■ Work order
Could you copy, exactly as written, every line from the first line of the records through the one containing "quoted with the"?

(Dataset excerpts)
==*==
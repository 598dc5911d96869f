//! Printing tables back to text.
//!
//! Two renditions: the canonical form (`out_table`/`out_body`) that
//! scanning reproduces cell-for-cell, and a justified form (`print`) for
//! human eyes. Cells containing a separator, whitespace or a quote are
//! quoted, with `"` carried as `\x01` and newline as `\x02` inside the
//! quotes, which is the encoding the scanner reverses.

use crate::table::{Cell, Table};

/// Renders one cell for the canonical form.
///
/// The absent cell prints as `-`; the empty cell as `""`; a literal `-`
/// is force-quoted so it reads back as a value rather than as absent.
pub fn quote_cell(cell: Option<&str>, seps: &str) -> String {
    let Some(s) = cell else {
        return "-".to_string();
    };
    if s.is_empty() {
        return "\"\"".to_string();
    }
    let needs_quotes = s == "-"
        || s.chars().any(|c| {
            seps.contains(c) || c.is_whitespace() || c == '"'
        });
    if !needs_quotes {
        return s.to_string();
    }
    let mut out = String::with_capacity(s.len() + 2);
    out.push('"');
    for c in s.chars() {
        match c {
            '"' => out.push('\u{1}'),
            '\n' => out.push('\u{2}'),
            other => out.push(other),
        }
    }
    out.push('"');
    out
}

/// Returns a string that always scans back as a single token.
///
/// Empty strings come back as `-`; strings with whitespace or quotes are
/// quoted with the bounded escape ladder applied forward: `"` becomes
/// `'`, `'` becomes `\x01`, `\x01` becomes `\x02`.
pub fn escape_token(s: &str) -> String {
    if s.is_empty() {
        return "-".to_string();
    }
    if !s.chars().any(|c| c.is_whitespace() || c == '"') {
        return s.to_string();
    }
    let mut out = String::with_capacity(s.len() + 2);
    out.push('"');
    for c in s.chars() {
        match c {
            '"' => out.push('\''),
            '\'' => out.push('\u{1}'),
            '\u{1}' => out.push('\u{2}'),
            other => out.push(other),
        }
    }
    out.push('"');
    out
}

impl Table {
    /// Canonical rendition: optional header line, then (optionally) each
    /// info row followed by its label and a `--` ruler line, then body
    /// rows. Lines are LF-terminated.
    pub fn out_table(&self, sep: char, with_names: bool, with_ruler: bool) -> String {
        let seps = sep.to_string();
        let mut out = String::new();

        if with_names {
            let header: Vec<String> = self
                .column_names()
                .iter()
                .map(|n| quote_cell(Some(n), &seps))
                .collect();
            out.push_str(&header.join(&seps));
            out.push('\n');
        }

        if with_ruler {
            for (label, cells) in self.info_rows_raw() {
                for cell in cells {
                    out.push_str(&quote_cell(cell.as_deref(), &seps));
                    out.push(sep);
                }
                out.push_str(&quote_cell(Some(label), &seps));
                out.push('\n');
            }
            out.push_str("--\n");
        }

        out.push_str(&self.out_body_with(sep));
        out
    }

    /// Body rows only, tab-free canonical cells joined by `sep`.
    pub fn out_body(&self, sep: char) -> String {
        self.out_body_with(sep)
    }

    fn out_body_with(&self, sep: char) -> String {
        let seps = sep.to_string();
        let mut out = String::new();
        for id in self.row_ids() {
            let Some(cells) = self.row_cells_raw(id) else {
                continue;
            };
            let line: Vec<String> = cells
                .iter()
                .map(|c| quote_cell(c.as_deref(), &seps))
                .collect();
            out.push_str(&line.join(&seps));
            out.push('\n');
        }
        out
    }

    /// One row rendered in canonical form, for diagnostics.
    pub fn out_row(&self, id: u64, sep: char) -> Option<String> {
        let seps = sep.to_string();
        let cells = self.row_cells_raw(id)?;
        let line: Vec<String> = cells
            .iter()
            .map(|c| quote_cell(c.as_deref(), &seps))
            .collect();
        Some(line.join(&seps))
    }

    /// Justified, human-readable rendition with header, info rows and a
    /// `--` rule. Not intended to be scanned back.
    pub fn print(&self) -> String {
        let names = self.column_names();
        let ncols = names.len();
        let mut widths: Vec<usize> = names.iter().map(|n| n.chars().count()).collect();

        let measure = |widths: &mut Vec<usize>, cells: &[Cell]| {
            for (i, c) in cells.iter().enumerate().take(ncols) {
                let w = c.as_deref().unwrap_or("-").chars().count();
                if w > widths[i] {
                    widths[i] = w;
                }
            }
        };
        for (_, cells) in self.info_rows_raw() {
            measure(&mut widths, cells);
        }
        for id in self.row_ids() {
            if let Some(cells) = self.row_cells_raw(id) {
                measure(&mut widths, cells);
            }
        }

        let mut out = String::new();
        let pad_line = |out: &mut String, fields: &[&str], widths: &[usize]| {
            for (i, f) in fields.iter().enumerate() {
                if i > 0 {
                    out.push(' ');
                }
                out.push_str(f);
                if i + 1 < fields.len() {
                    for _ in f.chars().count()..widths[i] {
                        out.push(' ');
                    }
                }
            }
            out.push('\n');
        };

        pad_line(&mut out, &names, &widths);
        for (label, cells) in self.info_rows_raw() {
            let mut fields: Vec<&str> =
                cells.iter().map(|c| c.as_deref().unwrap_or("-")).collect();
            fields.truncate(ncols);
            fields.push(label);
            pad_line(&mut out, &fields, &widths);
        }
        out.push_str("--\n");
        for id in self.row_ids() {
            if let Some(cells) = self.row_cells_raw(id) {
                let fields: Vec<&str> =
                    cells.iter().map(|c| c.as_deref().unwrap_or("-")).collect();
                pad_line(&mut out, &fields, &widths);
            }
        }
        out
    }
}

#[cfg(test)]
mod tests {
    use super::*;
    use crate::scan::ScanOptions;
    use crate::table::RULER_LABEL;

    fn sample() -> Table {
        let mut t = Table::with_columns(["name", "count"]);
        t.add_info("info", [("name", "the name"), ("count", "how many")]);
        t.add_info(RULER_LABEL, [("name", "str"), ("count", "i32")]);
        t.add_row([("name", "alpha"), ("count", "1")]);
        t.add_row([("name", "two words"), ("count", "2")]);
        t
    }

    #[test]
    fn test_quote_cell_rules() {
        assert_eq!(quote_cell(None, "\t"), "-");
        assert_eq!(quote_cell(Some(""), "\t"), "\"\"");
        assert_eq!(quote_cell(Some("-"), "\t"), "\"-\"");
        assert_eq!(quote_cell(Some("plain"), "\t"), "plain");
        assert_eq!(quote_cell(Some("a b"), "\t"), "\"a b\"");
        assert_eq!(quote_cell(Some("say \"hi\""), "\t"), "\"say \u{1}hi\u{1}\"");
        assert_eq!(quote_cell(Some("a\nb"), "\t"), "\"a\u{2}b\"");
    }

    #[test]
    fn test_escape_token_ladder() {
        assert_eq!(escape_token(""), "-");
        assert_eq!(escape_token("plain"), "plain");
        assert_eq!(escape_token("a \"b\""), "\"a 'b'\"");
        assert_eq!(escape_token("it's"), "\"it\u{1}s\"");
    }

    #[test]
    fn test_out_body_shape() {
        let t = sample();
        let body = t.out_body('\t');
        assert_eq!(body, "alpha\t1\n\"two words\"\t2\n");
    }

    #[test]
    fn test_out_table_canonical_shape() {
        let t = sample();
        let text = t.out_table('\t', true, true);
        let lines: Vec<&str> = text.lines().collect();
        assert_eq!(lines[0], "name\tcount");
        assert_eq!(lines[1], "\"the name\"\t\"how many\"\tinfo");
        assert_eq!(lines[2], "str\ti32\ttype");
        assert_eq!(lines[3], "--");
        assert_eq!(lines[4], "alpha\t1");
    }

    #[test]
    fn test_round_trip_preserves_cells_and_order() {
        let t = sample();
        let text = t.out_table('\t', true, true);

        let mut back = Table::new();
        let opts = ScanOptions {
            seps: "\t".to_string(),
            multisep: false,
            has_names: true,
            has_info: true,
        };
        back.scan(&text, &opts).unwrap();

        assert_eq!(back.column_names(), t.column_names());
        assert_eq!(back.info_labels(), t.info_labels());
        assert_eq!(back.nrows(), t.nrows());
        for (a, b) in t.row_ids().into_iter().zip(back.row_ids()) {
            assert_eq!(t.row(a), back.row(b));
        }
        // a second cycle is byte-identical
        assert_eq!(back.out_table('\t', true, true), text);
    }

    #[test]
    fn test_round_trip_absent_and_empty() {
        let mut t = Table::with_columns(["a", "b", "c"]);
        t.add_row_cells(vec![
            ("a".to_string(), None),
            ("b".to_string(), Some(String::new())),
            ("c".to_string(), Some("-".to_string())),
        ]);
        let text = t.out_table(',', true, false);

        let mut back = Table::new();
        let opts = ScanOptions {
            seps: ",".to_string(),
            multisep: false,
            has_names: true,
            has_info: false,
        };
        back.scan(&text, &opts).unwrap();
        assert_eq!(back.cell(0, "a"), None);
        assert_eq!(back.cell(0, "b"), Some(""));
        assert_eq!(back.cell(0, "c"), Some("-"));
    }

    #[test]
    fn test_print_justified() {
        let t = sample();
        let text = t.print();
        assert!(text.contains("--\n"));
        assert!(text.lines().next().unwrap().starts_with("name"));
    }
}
==*==
■ Exercise response
repository 598dc5911d96869f
//! Printing tables back to text.
//!
//! Two renditions: the canonical form (`out_table`/`out_body`) that
//! scanning reproduces cell-for-cell, and a justified form (`print`) for
//! human eyes. Cells containing a separator, whitespace or a quote are
//! quoted, with `"` carried as `\x01` and newline as `\x02` inside the
//! quotes, which is the encoding the scanner reverses.

use crate::table::{Cell, Table};

/// Renders one cell for the canonical form.
///
/// The absent cell prints as `-`; the empty cell as `""`; a literal `-`
/// is force-quoted so it reads back as a value rather than as absent.
pub fn quote_cell(cell: Option<&str>, seps: &str) -> String {
    let Some(s) = cell else {
        return "-".to_string();
    };
    if s.is_empty() {
        return "\"\"".to_string();
    }
    let needs_quotes = s == "-"
        || s.chars().any(|c| {
            seps.contains(c) || c.is_whitespace() || c == '"'
        });
    if !needs_quotes {
        return s.to_string();
    }
    let mut out = String::with_capacity(s.len() + 2);
    out.push('"');
    for c in s.chars() {
        match c {
            '"' => out.push('\u{1}'),
            '\n' => out.push('\u{2}'),
            other => out.push(other),
        }
    }
    out.push('"');
    out
}

/// Returns a string that always scans back as a single token.
///
/// Empty strings come back as `-`; strings with whitespace or quotes are
/// quoted with the bounded escape ladder applied forward: `"` becomes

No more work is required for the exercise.